- Instructions for the task: Among the entries, find the lines with the string "shot" and copy them.

(Collected data entries)
= = = =
//! Revivable input stream
//!
//! An unbuffered reader wrapping a blocking byte source. A dedicated worker
//! thread performs the source's blocking reads on demand, so a read blocked
//! on the wrapper can always be released out-of-band: `kill` makes current
//! and future reads return EOF (or raise an injected error) until
//! `resurrect`, and `queue_read_exception` schedules one-shot errors.
//! Handles are cheap clones sharing one stream; the clone handed to the
//! code under test and the control handle kept by the test are the same
//! stream.

use std::collections::VecDeque;
use std::io::{self, Read};
use std::sync::atomic::{AtomicBool, Ordering};
use std::sync::{Arc, Condvar, Mutex};
use std::thread;

use tracing::trace;

use crate::config::stream::READER_WORKER_PREFIX;
use crate::task::{
    clone_error_add_current_stack, decorate_shared, interruptible_wait, share_undecorated,
};

use super::{ByteSource, SourceCloser, WORKER_COUNTER};

/// Shared mutable state behind the stream mutex
struct ReaderInner {
    /// Most recent batch produced by the worker, awaiting handoff
    pending: Option<Vec<u8>>,
    /// Size of the batch the caller asked the worker to read
    requested: usize,
    /// Caller has requested data and the worker should read
    request_data: bool,
    /// Underlying source reached EOF
    stream_closed: bool,
    /// Stream was closed or all handles dropped; the worker must exit
    shutdown: bool,
    /// Terminal fault from the worker; sticky
    worker_error: Option<Arc<io::Error>>,
    /// Reads are disabled until resurrect
    killed: bool,
    /// Sticky fault re-raised on each read while killed
    kill_error: Option<Arc<io::Error>>,
    /// One-shot faults, each raised by exactly one read
    queue: VecDeque<io::Error>,
}

struct ReaderShared<S> {
    state: Mutex<ReaderInner>,
    cond: Condvar,
    /// The worker locks the source for its blocking reads; the caller's
    /// opportunistic top-up read uses try_lock and skips when busy.
    source: Mutex<S>,
    /// Serialises whole read calls across concurrent handles
    op_lock: Mutex<()>,
    decorate: AtomicBool,
    closer: Option<SourceCloser>,
}

impl<S> ReaderShared<S> {
    fn shutdown(&self) {
        if let Some(closer) = &self.closer {
            closer.close();
        }
        if let Ok(mut state) = self.state.lock() {
            state.shutdown = true;
            state.stream_closed = true;
        }
        self.cond.notify_all();
    }
}

/// Owns shutdown of the shared stream; dropped with the last handle.
struct ReaderCore<S> {
    shared: Arc<ReaderShared<S>>,
}

impl<S> Drop for ReaderCore<S> {
    fn drop(&mut self) {
        self.shared.shutdown();
    }
}

/// Revivable input stream handle. See the module docs.
pub struct RevivableReader<S> {
    core: Arc<ReaderCore<S>>,
}

impl<S> Clone for RevivableReader<S> {
    fn clone(&self) -> Self {
        Self {
            core: self.core.clone(),
        }
    }
}

impl<S: ByteSource + 'static> RevivableReader<S> {
    /// Wrap `source`, spawning the worker thread that performs its blocking
    /// reads. Returns once the worker has parked and is ready to serve.
    pub fn new(source: S) -> Self {
        let closer = source.closer();
        let shared = Arc::new(ReaderShared {
            state: Mutex::new(ReaderInner {
                pending: None,
                requested: 0,
                request_data: true,
                stream_closed: false,
                shutdown: false,
                worker_error: None,
                killed: false,
                kill_error: None,
                queue: VecDeque::new(),
            }),
            cond: Condvar::new(),
            source: Mutex::new(source),
            op_lock: Mutex::new(()),
            decorate: AtomicBool::new(true),
            closer,
        });

        let worker_shared = shared.clone();
        let id = WORKER_COUNTER.fetch_add(1, Ordering::Relaxed);
        thread::Builder::new()
            .name(format!("{}-{}", READER_WORKER_PREFIX, id))
            .spawn(move || worker_loop(&worker_shared))
            .expect("failed to spawn revivable reader worker");

        // Wait for the worker to park so the first read cannot race its
        // startup.
        if let Ok(mut state) = shared.state.lock() {
            while state.request_data && !state.shutdown {
                state = match shared.cond.wait(state) {
                    Ok(guard) => guard,
                    Err(_) => break,
                };
            }
        }

        Self {
            core: Arc::new(ReaderCore { shared }),
        }
    }
}

impl<S> RevivableReader<S> {
    fn shared(&self) -> &ReaderShared<S> {
        &self.core.shared
    }

    /// Number of bytes readable without blocking. Always zero: the stream
    /// is semantically unbuffered to callers.
    pub fn available(&self) -> usize {
        0
    }

    /// Disable reads: current and future reads immediately return EOF
    /// until [`resurrect`](Self::resurrect). Takes priority over queued
    /// exceptions. Calling kill on an already killed stream clears any
    /// previously injected kill exception.
    pub fn kill(&self) {
        self.kill_inner(None);
    }

    /// Disable reads, raising `error` from current and future reads until
    /// [`resurrect`](Self::resurrect). Takes priority over queued
    /// exceptions; a repeated call replaces the raised error.
    pub fn kill_with(&self, error: io::Error) {
        self.kill_inner(Some(error));
    }

    fn kill_inner(&self, error: Option<io::Error>) {
        let shared = self.shared();
        if let Ok(mut state) = shared.state.lock() {
            state.kill_error = error.map(Arc::new);
            state.killed = true;
        }
        shared.cond.notify_all();
    }

    /// Re-enable a killed stream. Reads resume from the underlying source.
    /// Does nothing if the stream is not killed.
    pub fn resurrect(&self) {
        if let Ok(mut state) = self.shared().state.lock() {
            state.killed = false;
        }
        self.shared().cond.notify_all();
    }

    /// Same as [`resurrect`](Self::resurrect).
    pub fn revive(&self) {
        self.resurrect();
    }

    /// Queue an error to be raised by the current or next read. Each queued
    /// error is raised exactly once, in insertion order. Kill state takes
    /// priority over the queue.
    pub fn queue_read_exception(&self, error: io::Error) {
        let shared = self.shared();
        if let Ok(mut state) = shared.state.lock() {
            state.queue.push_back(error);
        }
        shared.cond.notify_all();
    }

    /// Whether raised injected errors are decorated with a marker recording
    /// the raising call site (see [`crate::task::clone_error_add_current_stack`]).
    pub fn decorate_exceptions(&self) -> bool {
        self.shared().decorate.load(Ordering::Acquire)
    }

    /// Enable or disable error decoration. Default is enabled.
    pub fn set_decorate_exceptions(&self, decorate: bool) {
        self.shared().decorate.store(decorate, Ordering::Release);
    }

    /// Close the stream and its underlying source, releasing the worker.
    /// Subsequent reads return EOF.
    pub fn close(&self) {
        self.shared().shutdown();
    }

    fn raise_sticky(&self, error: &Arc<io::Error>) -> io::Error {
        if self.decorate_exceptions() {
            decorate_shared(error)
        } else {
            share_undecorated(error)
        }
    }

    fn raise_owned(&self, error: io::Error) -> io::Error {
        if self.decorate_exceptions() {
            clone_error_add_current_stack(error)
        } else {
            error
        }
    }

    /// Read a single byte: `Ok(0..=255)`, or `Ok(-1)` at end of stream or
    /// while killed without an injected error.
    pub fn read_byte(&mut self) -> io::Result<i32>
    where
        S: ByteSource,
    {
        let mut byte = [0u8; 1];
        match self.read_internal(&mut byte)? {
            0 => Ok(-1),
            _ => Ok(i32::from(byte[0])),
        }
    }

    fn read_internal(&mut self, buf: &mut [u8]) -> io::Result<usize>
    where
        S: ByteSource,
    {
        if buf.is_empty() {
            return Ok(0);
        }

        let shared = self.shared();
        let _op = shared
            .op_lock
            .lock()
            .map_err(|e| io::Error::other(e.to_string()))?;
        let mut state = shared
            .state
            .lock()
            .map_err(|e| io::Error::other(e.to_string()))?;

        if state.pending.is_none() {
            state.requested = buf.len();
            state.request_data = true;
            shared.cond.notify_all();
        }

        loop {
            if state.stream_closed {
                return Ok(0);
            }
            if let Some(error) = &state.worker_error {
                let raised = self.raise_sticky(error);
                return Err(raised);
            }
            if state.killed {
                if let Some(error) = &state.kill_error {
                    let raised = self.raise_sticky(error);
                    return Err(raised);
                }
                return Ok(0);
            }
            if let Some(error) = state.queue.pop_front() {
                return Err(self.raise_owned(error));
            }

            if state.pending.is_some() {
                break;
            }

            state = interruptible_wait(&shared.cond, state)?;
        }

        let data = state.pending.take().expect("checked in loop above");
        let len = buf.len();

        if data.len() < len {
            let n = data.len();
            buf[..n].copy_from_slice(&data);
            let mut total = n;

            // Top up without blocking if the source has more bytes ready.
            // The worker holds the source lock only while actually reading,
            // so a failed try_lock just means no top-up this time.
            if let Ok(mut source) = shared.source.try_lock() {
                let additional = source.ready_bytes().min(len - n);
                if additional > 0 {
                    if let Ok(extra) = source.read(&mut buf[n..n + additional]) {
                        total += extra;
                    }
                }
            }
            Ok(total)
        } else if data.len() > len {
            buf.copy_from_slice(&data[..len]);
            state.pending = Some(data[len..].to_vec());
            Ok(len)
        } else {
            buf.copy_from_slice(&data);
            Ok(len)
        }
    }
}

impl<S: ByteSource> Read for RevivableReader<S> {
    fn read(&mut self, buf: &mut [u8]) -> io::Result<usize> {
        self.read_internal(buf)
    }
}

/// Worker: serves one blocking source read per caller request, publishing
/// the result into the shared state.
fn worker_loop<S: ByteSource>(shared: &ReaderShared<S>) {
    loop {
        let requested = {
            let mut state = match shared.state.lock() {
                Ok(guard) => guard,
                Err(_) => return,
            };
            state.request_data = false;
            shared.cond.notify_all();
            while !state.request_data {
                if state.shutdown {
                    trace!("revivable reader worker shut down");
                    return;
                }
                state = match shared.cond.wait(state) {
                    Ok(guard) => guard,
                    Err(_) => return,
                };
            }
            if state.shutdown {
                return;
            }
            state.requested.max(1)
        };

        // The blocking read happens outside the state lock so control calls
        // stay responsive.
        let result = match shared.source.lock() {
            Ok(mut source) => {
                let mut buffer = vec![0u8; requested];
                source.read(&mut buffer).map(|count| {
                    buffer.truncate(count);
                    buffer
                })
            }
            Err(e) => Err(io::Error::other(e.to_string())),
        };

        let mut state = match shared.state.lock() {
            Ok(guard) => guard,
            Err(_) => return,
        };
        match result {
            Ok(data) if data.is_empty() => {
                state.stream_closed = true;
                shared.cond.notify_all();
                trace!("revivable reader worker: source EOF");
                return;
            }
            Ok(data) => {
                state.pending = Some(data);
                shared.cond.notify_all();
            }
            Err(error) => {
                trace!("revivable reader worker failed: {error}");
                state.worker_error = Some(Arc::new(error));
                shared.cond.notify_all();
                return;
            }
        }
    }
}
= = = =
- Answer box:
//! `resurrect`, and `queue_read_exception` schedules one-shot errors.
    /// One-shot faults, each raised by exactly one read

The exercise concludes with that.